To all interested readers, there are many places in the United States where you can gambol in your bare essentials. But as a suggestion, to eliminate the risk of being recognized (your profile will expose you), you should leave Queens and explore far-away locations such as Timbuktu and the Fiji Islands.

Me, I have very strong doubts about parading around au natural. Now, don’t get me wrong.
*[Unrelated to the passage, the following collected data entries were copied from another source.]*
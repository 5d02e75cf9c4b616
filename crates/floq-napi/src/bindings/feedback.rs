//! NAPI bindings for real-time learning feedback: the `LearningFeedbackHandle` class.

use std::collections::VecDeque;
use std::sync::{Arc, Mutex, PoisonError};

use floq_learning::{LearningEvent, LearningEventKind, PatternType, RealTimeLearningFeedback};
use napi_derive::napi;
use serde::{Deserialize, Serialize};

use crate::conversions::{config, error_codes, json};

#[napi(object)]
#[derive(Debug, Clone, Serialize, Deserialize)]
pub struct JsCorrectionInput {
    pub predicted: String,
    pub corrected: String,
    /// Component scores at prediction time, camelCase keys.
    pub components: Option<serde_json::Value>,
    pub learning_strength: Option<f64>,
}

#[napi(object)]
#[derive(Debug, Clone, Serialize, Deserialize)]
pub struct JsLearningEventInput {
    /// One of correction, pattern_detected, confidence_boost, insight.
    pub kind: String,
    pub description: String,
    pub impact: String,
    pub confidence: f64,
    pub metadata: Option<serde_json::Value>,
}

type NotificationQueue = Arc<Mutex<VecDeque<LearningEvent>>>;

/// One user's learning feedback log.
///
/// Every recorded event is also queued for `takeNotifications()`, which
/// the host polls to drive toasts and the "learning" indicator.
#[napi]
pub struct LearningFeedbackHandle {
    feedback: Arc<RealTimeLearningFeedback>,
    notifications: NotificationQueue,
}

#[napi]
impl LearningFeedbackHandle {
    /// @param config_toml - Optional TOML configuration string.
    /// @param utc_offset_minutes - Optional local offset, minutes east of UTC.
    #[napi(constructor)]
    pub fn new(config_toml: Option<String>, utc_offset_minutes: Option<i32>) -> napi::Result<Self> {
        let config = config::resolve(config_toml.as_deref())?;

        let mut feedback = RealTimeLearningFeedback::new(config.learning);
        if let Some(minutes) = utc_offset_minutes {
            feedback = feedback.with_local_offset(config::utc_offset(minutes)?);
        }
        let feedback = Arc::new(feedback);
        let capacity = feedback.config().capacity;

        // Bounded like the log itself so an idle host cannot grow it.
        let notifications: NotificationQueue =
            Arc::new(Mutex::new(VecDeque::with_capacity(capacity)));
        let queue = Arc::clone(&notifications);
        feedback.subscribe(Arc::new(move |event: &LearningEvent| {
            let mut queue = queue.lock().unwrap_or_else(PoisonError::into_inner);
            queue.push_back(event.clone());
            while queue.len() > capacity {
                queue.pop_front();
            }
        }));

        Ok(Self {
            feedback,
            notifications,
        })
    }

    /// Returns `{ correction, patterns }`.
    #[napi]
    pub fn record_correction(&self, input: JsCorrectionInput) -> napi::Result<serde_json::Value> {
        let predicted = json::vibe(&input.predicted)?;
        let corrected = json::vibe(&input.corrected)?;
        let components = json::components(input.components)?;
        let outcome = self.feedback.record_correction(
            predicted,
            corrected,
            &components,
            input.learning_strength.unwrap_or(0.5),
        );
        Ok(serde_json::json!({
            "correction": json::to_js(&outcome.correction)?,
            "patterns": json::to_js(&outcome.patterns)?,
        }))
    }

    #[napi]
    pub fn record_event(&self, input: JsLearningEventInput) -> napi::Result<serde_json::Value> {
        let kind: LearningEventKind = input
            .kind
            .parse()
            .map_err(|e| error_codes::error(error_codes::INVALID_INPUT, e))?;
        let event = self.feedback.record_event(
            kind,
            input.description,
            input.impact,
            input.confidence,
            input.metadata,
        );
        json::to_js(&event)
    }

    #[napi]
    pub fn record_pattern_detection(
        &self,
        pattern_type: String,
        description: String,
        confidence: f64,
        supporting_events: Option<u32>,
    ) -> napi::Result<serde_json::Value> {
        let pattern_type: PatternType = pattern_type
            .parse()
            .map_err(|e| error_codes::error(error_codes::INVALID_INPUT, e))?;
        let event = self.feedback.record_pattern_detection(
            pattern_type,
            description,
            confidence,
            supporting_events.unwrap_or(0) as usize,
        );
        json::to_js(&event)
    }

    #[napi]
    pub fn record_confidence_boost(
        &self,
        source: String,
        old_confidence: f64,
        new_confidence: f64,
    ) -> napi::Result<serde_json::Value> {
        let event = self
            .feedback
            .record_confidence_boost(source, old_confidence, new_confidence);
        json::to_js(&event)
    }

    #[napi]
    pub fn record_insight(
        &self,
        description: String,
        impact: String,
        confidence: f64,
    ) -> napi::Result<serde_json::Value> {
        json::to_js(&self.feedback.record_insight(description, impact, confidence))
    }

    #[napi]
    pub fn get_current_feedback(&self) -> napi::Result<serde_json::Value> {
        json::to_js(&self.feedback.get_current_feedback())
    }

    /// Drop events older than `max_age_ms` (default: configured retention).
    /// Returns the number removed.
    #[napi]
    pub fn cleanup_old_events(&self, max_age_ms: Option<f64>) -> napi::Result<u32> {
        let removed = match max_age_ms {
            Some(ms) if ms.is_finite() && ms >= 0.0 => {
                let max_age = chrono::Duration::try_milliseconds(ms as i64)
                    .unwrap_or(chrono::Duration::MAX);
                self.feedback.cleanup_old_events(max_age)
            }
            Some(ms) => {
                return Err(error_codes::error(
                    error_codes::INVALID_INPUT,
                    format!("max_age_ms must be a non-negative number, got {ms}"),
                ))
            }
            None => self.feedback.cleanup_expired(),
        };
        Ok(u32::try_from(removed).unwrap_or(u32::MAX))
    }

    /// Drain events recorded since the last call, oldest first.
    #[napi]
    pub fn take_notifications(&self) -> napi::Result<serde_json::Value> {
        let drained: Vec<LearningEvent> = self
            .notifications
            .lock()
            .unwrap_or_else(PoisonError::into_inner)
            .drain(..)
            .collect();
        json::to_js(&drained)
    }

    #[napi]
    pub fn reset(&self) {
        self.feedback.reset();
        self.notifications
            .lock()
            .unwrap_or_else(PoisonError::into_inner)
            .clear();
    }

    #[napi(getter)]
    pub fn event_count(&self) -> u32 {
        u32::try_from(self.feedback.len()).unwrap_or(u32::MAX)
    }
}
I am not a prude, but I get a sinking feeling whenever I pass my full-length mirror after showering and see what terrible things happened to my body, which no health food, exercise program or skilled surgery can ever correct.

Moreover, I don’t have a compelling urge to sit around a campfire in the buff with others in similar undress who are sporting worse anatomies than mine. That is more than I can stomach. I know that beauty is in the eye of the beholder, and my beholders would definitely not like what they will behold. So, do I want to parade around in the company of other nudies in my altogether? No way, Jose.

I know Mr. Frankfurter said, “Nudism is an ideal environment to get in touch with yourself physically,” and Michelangelo said, “What spirit is so empty and blind that it cannot recognize the fact that the foot is more noble than the shoe, and the skin more beautiful than the garment with which it is clothed.” But I’d consider jumping in only if Nicole Kidman and Catherine Zeta-Jones were there at poolside to welcome me wearing only No. 30 sunscreen and bright smiles.